Many eyes are supposed to make bugs shallow. In the webdev space, many eyes on something like React lead to numerous opinionated alternatives, each successful enough to warrant consideration. This doesn’t seem to be slowing down, either.
Meanwhile, vanilla HTML and DOM capabilities have never been stronger.
so much this. tried to implement oauth recently.
all providers only document their bloat-spyware-buggy javascript that creates a button and handles all in the client.
then using libraries you are open to attacks in one hundred ways because those implement all the unrealistic things in the spec (including overriding issuer and setting crypto to nothing, via attacker controlled fields). after two days of evaluating i just gave up and wrote my own, server side and handling the singular case everyone uses. 20 lines, which was less then adopting the libraries.
UX standardizes as majorities begin to agree on patterns/interactions/concepts.
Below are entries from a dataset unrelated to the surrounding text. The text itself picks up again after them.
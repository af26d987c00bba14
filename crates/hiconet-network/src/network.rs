use std::collections::BTreeSet;

use hiconet_community::{CommunityId, Partition};
use hiconet_society::{FeatureMatrix, MatchPlan};
use rand::Rng as _;

use crate::{
    AssociationConfig, NetworkError,
    config::MIN_COMMUNITY_SIZE,
    permutation::PermutationSampler,
    pls::Pls2,
    scoring::association_score,
    significance::SignificanceModel,
};

/// A scored, significance-tested link between two communities.
#[derive(Debug, Clone, PartialEq, serde::Serialize)]
pub struct AssociationEdge {
    pub community1: CommunityId,
    pub community2: CommunityId,
    pub score: f64,
    pub p_value: f64,
}

/// A qualifying community pair whose regression could not be fitted.
#[derive(Debug, Clone, PartialEq, Eq, serde::Serialize)]
pub struct SkippedPair {
    pub community1: CommunityId,
    pub community2: CommunityId,
    pub reason: String,
}

/// Association edges between the communities of two societies.
#[derive(Debug, Clone, Default, PartialEq, serde::Serialize)]
pub struct AssociationNetwork {
    /// Sorted by score, highest first.
    pub edges: Vec<AssociationEdge>,
    pub skipped: Vec<SkippedPair>,
}

impl AssociationNetwork {
    #[must_use]
    pub fn len(&self) -> usize {
        self.edges.len()
    }

    #[must_use]
    pub fn is_empty(&self) -> bool {
        self.edges.is_empty()
    }

    pub fn iter(&self) -> impl Iterator<Item = &AssociationEdge> {
        self.edges.iter()
    }
}

/// Builds association networks between the communities of two societies.
///
/// ```
/// use hiconet_community::{CommunityId, Partition};
/// use hiconet_network::{AssociationConfig, AssociationNetworkBuilder};
/// use hiconet_society::{FeatureMatrix, MatchPlan};
///
/// let ids = |prefix: &str, n: usize| (0..n).map(|i| format!("{prefix}{i}")).collect::<Vec<_>>();
/// let rows = |n: usize, shift: usize| {
///     (0..n)
///         .map(|f| (0..12).map(|o| ((o * (f + 3) + shift) % 7) as f64).collect())
///         .collect::<Vec<Vec<f64>>>()
/// };
/// let genes = FeatureMatrix::from_rows(ids("g", 3), ids("a", 12), &rows(3, 0))?;
/// let cells = FeatureMatrix::from_rows(ids("c", 4), ids("b", 12), &rows(4, 2))?;
/// let plan = MatchPlan::new(ids("a", 12), ids("b", 12));
///
/// let builder = AssociationNetworkBuilder::new(AssociationConfig {
///     seed: Some(1),
///     ..AssociationConfig::default()
/// });
/// let network = builder.build(
///     &Partition::from_labels(vec![CommunityId(0); 3]),
///     &Partition::from_labels(vec![CommunityId(0); 4]),
///     &genes,
///     &cells,
///     &plan,
/// )?;
/// assert_eq!(network.len(), 1);
/// assert!((0.0..=1.0).contains(&network.edges[0].p_value));
/// # Ok::<(), Box<dyn std::error::Error>>(())
/// ```
#[derive(Debug, Clone, Default)]
pub struct AssociationNetworkBuilder {
    config: AssociationConfig,
}

impl AssociationNetworkBuilder {
    #[must_use]
    pub fn new(config: AssociationConfig) -> Self {
        Self { config }
    }

    #[must_use]
    pub fn config(&self) -> &AssociationConfig {
        &self.config
    }

    /// Scores every pair of qualifying communities and estimates the
    /// significance of each score against a permutation null.
    ///
    /// `communities1` partitions the rows of `matrix1`, `communities2` those of
    /// `matrix2`. Position `i` of the plan pairs an observation of `matrix1`
    /// with one of `matrix2`.
    pub fn build(
        &self,
        communities1: &Partition,
        communities2: &Partition,
        matrix1: &FeatureMatrix,
        matrix2: &FeatureMatrix,
        plan: &MatchPlan,
    ) -> Result<AssociationNetwork, NetworkError> {
        let (left, right) = (plan.observations1().len(), plan.observations2().len());
        if left != right {
            return Err(NetworkError::MismatchedSampleCount { left, right });
        }
        self.config.validate()?;
        check_partition(communities1, matrix1, 1)?;
        check_partition(communities2, matrix2, 2)?;
        let columns1 = resolve_columns(matrix1, plan.observations1())?;
        let columns2 = resolve_columns(matrix2, plan.observations2())?;

        let qualifying1 = communities1
            .with_min_size(MIN_COMMUNITY_SIZE)
            .collect::<Vec<_>>();
        let qualifying2 = communities2
            .with_min_size(MIN_COMMUNITY_SIZE)
            .collect::<Vec<_>>();
        if qualifying1.is_empty() || qualifying2.is_empty() {
            log::debug!(
                "no community pair to score ({} and {} communities of size >= {MIN_COMMUNITY_SIZE})",
                qualifying1.len(),
                qualifying2.len()
            );
            return Ok(AssociationNetwork::default());
        }

        let n_matched = left;
        if n_matched < self.config.min_matched_samples {
            return Err(NetworkError::InsufficientData {
                reason: format!(
                    "{n_matched} matched observations, need at least {}",
                    self.config.min_matched_samples
                ),
            });
        }

        let pls = Pls2::new(self.config.n_components);
        let mut scored = Vec::with_capacity(qualifying1.len() * qualifying2.len());
        let mut skipped = Vec::new();
        for &(community1, rows1) in &qualifying1 {
            let block1 = matrix1.observation_block(rows1, &columns1);
            for &(community2, rows2) in &qualifying2 {
                let block2 = matrix2.observation_block(rows2, &columns2);
                match association_score(&block1, &block2, pls) {
                    Ok(score) => scored.push((community1, community2, score)),
                    Err(err) => {
                        log::warn!("skipping community pair {community1} x {community2}: {err}");
                        skipped.push(SkippedPair {
                            community1,
                            community2,
                            reason: err.to_string(),
                        });
                    }
                }
            }
        }
        if scored.is_empty() {
            return Ok(AssociationNetwork {
                edges: Vec::new(),
                skipped,
            });
        }

        let model = self.null_model(&qualifying1, &qualifying2, matrix1, matrix2, n_matched)?;
        let mut edges = scored
            .into_iter()
            .map(|(community1, community2, score)| AssociationEdge {
                community1,
                community2,
                score,
                p_value: model.p_value(score),
            })
            .collect::<Vec<_>>();
        edges.sort_by(|a, b| b.score.total_cmp(&a.score));

        log::info!(
            "association network: {} edges, {} skipped pairs, {n_matched} matched observations",
            edges.len(),
            skipped.len()
        );
        Ok(AssociationNetwork { edges, skipped })
    }

    fn null_model(
        &self,
        qualifying1: &[(CommunityId, &[usize])],
        qualifying2: &[(CommunityId, &[usize])],
        matrix1: &FeatureMatrix,
        matrix2: &FeatureMatrix,
        n_matched: usize,
    ) -> Result<SignificanceModel, NetworkError> {
        let pool1 = matrix1.flattened_values();
        let pool2 = matrix2.flattened_values();
        for (side, pool) in [(1, &pool1), (2, &pool2)] {
            if pool.len() < n_matched {
                return Err(NetworkError::InsufficientData {
                    reason: format!(
                        "side {side} has {} values to resample, fewer than {n_matched} matched observations",
                        pool.len()
                    ),
                });
            }
        }
        let sizes1 = distinct_sizes(qualifying1);
        let sizes2 = distinct_sizes(qualifying2);

        let seed = self.config.seed.unwrap_or_else(|| rand::rng().random());
        let workers = self.config.worker_count();
        log::debug!(
            "null model: {} permutations over sizes {sizes1:?} x {sizes2:?}, seed {seed}, {workers} workers",
            self.config.num_permutations
        );
        let sampler = PermutationSampler {
            pool1: &pool1,
            pool2: &pool2,
            sizes1: &sizes1,
            sizes2: &sizes2,
            n_matched,
            pls: Pls2::new(self.config.n_components),
        };
        let null = sampler.generate(self.config.num_permutations, seed, workers);
        null.log_summary();
        SignificanceModel::fit(&null)
    }
}

fn distinct_sizes(communities: &[(CommunityId, &[usize])]) -> Vec<usize> {
    communities
        .iter()
        .map(|(_, members)| members.len())
        .collect::<BTreeSet<_>>()
        .into_iter()
        .collect()
}

fn check_partition(
    partition: &Partition,
    matrix: &FeatureMatrix,
    side: u8,
) -> Result<(), NetworkError> {
    if partition.n_features() == matrix.n_features() {
        Ok(())
    } else {
        Err(NetworkError::InvalidInput {
            reason: format!(
                "side {side} partition covers {} features but the matrix has {}",
                partition.n_features(),
                matrix.n_features()
            ),
        })
    }
}

fn resolve_columns(matrix: &FeatureMatrix, ids: &[String]) -> Result<Vec<usize>, NetworkError> {
    ids.iter()
        .map(|id| {
            matrix
                .column_of(id)
                .ok_or_else(|| NetworkError::InvalidInput {
                    reason: format!("observation '{id}' is not a column of the data matrix"),
                })
        })
        .collect()
}

#[cfg(test)]
mod tests {
    use super::*;

    #[test]
    fn test_distinct_sizes() {
        let (a, b, c) = ([0, 1, 2], [3, 4, 5], [6, 7, 8, 9]);
        let communities = [
            (CommunityId(0), &a[..]),
            (CommunityId(1), &c[..]),
            (CommunityId(2), &b[..]),
        ];
        assert_eq!(distinct_sizes(&communities), vec![3, 4]);
    }

    #[test]
    fn test_resolve_columns() {
        let matrix = FeatureMatrix::from_rows(
            vec!["f".into()],
            vec!["x".into(), "y".into()],
            &[vec![1.0, 2.0]],
        )
        .unwrap();
        assert_eq!(
            resolve_columns(&matrix, &["y".into(), "x".into()]).unwrap(),
            vec![1, 0]
        );
        let err = resolve_columns(&matrix, &["z".into()]).unwrap_err();
        assert!(err.to_string().contains("'z'"));
    }
}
Unfortunately, it’s 1) difficult to reach consensus 2) difficult to broadcast and 3) difficult to enforce. For example, even when major browsers achieve 1) and (e.g. implement a standard component) 2) and 3) are still huge gaps.
If one really wanted to ruffle feathers they could make a script that checks out the latest source code for OpenSSL, OpenSSH maybe a few other communication daemons, makes just a few very subtle changes to a few ciphers, shim in some random nonsensical padding, compile and distribute to a private network of systems.
Whatever you do don't teach AI how to do this or there could be a flood of new VPN's speaking new ciphers that code breaking farms won't know what to do with and ciphers that are not known to exist.
https://news.ycombinator.com/item?id=48141474
agreed, that page decided they needed to write their own scrolling logic and it made the page horrible.
What an odd idea. You should always write your own code whenever possible, that's how we get better things. It's not my job to make the standard better or to force a bad standard, it's your job to make the standard the obviously correct choice.
At the same time, ask yourself "do I really need something special for this?" because the browser adds native support for things all the time.
I'm going to go out on a limb and say there is never a valid reason to mess with page scrolling. It's just bad design and a terrible experience for the user.
Don't fuck with the scroll bar should have its own article.
> Don't roll your own page scrolling, link navigation, text selection, context menu, copy and paste, password field, or date picker.
Javascript in the browser was a mistake. And if we had to have it, the suitable scope of it was what we had around 2004.
Google invested tens of billions in it realizing they had a way of owning the browser space simply by making it insanely complex. Just hire all of the web standards people, tell them to go crazy and then also hire thousands of C++ browser developers for decades to implement everything. Boom, a moat!
I understand the frustration but don’t take it too far. People often post great games here, cool visualisations, useful utilities. Hardly any of those would work at all without JavaScript.
You can do terrible things with JS but you can do great things too.
The cost of complexity is generally underestimated. (But hey, we can try out cool demos!)
"Don't roll your own" is perfectly sane advice...
For those not trying to implement the dark patterns that enshittify the web.
If you don't roll your own back button behavior, you've missed the opportunity to show a few more ads.
If you don't make your window full screen on my shitty old tablet browser (yes, I'm looking at you, BBC), then it's far too easy for me to close your window. (Joke's on you, though -- my old Samsung tablet has a physical back button.)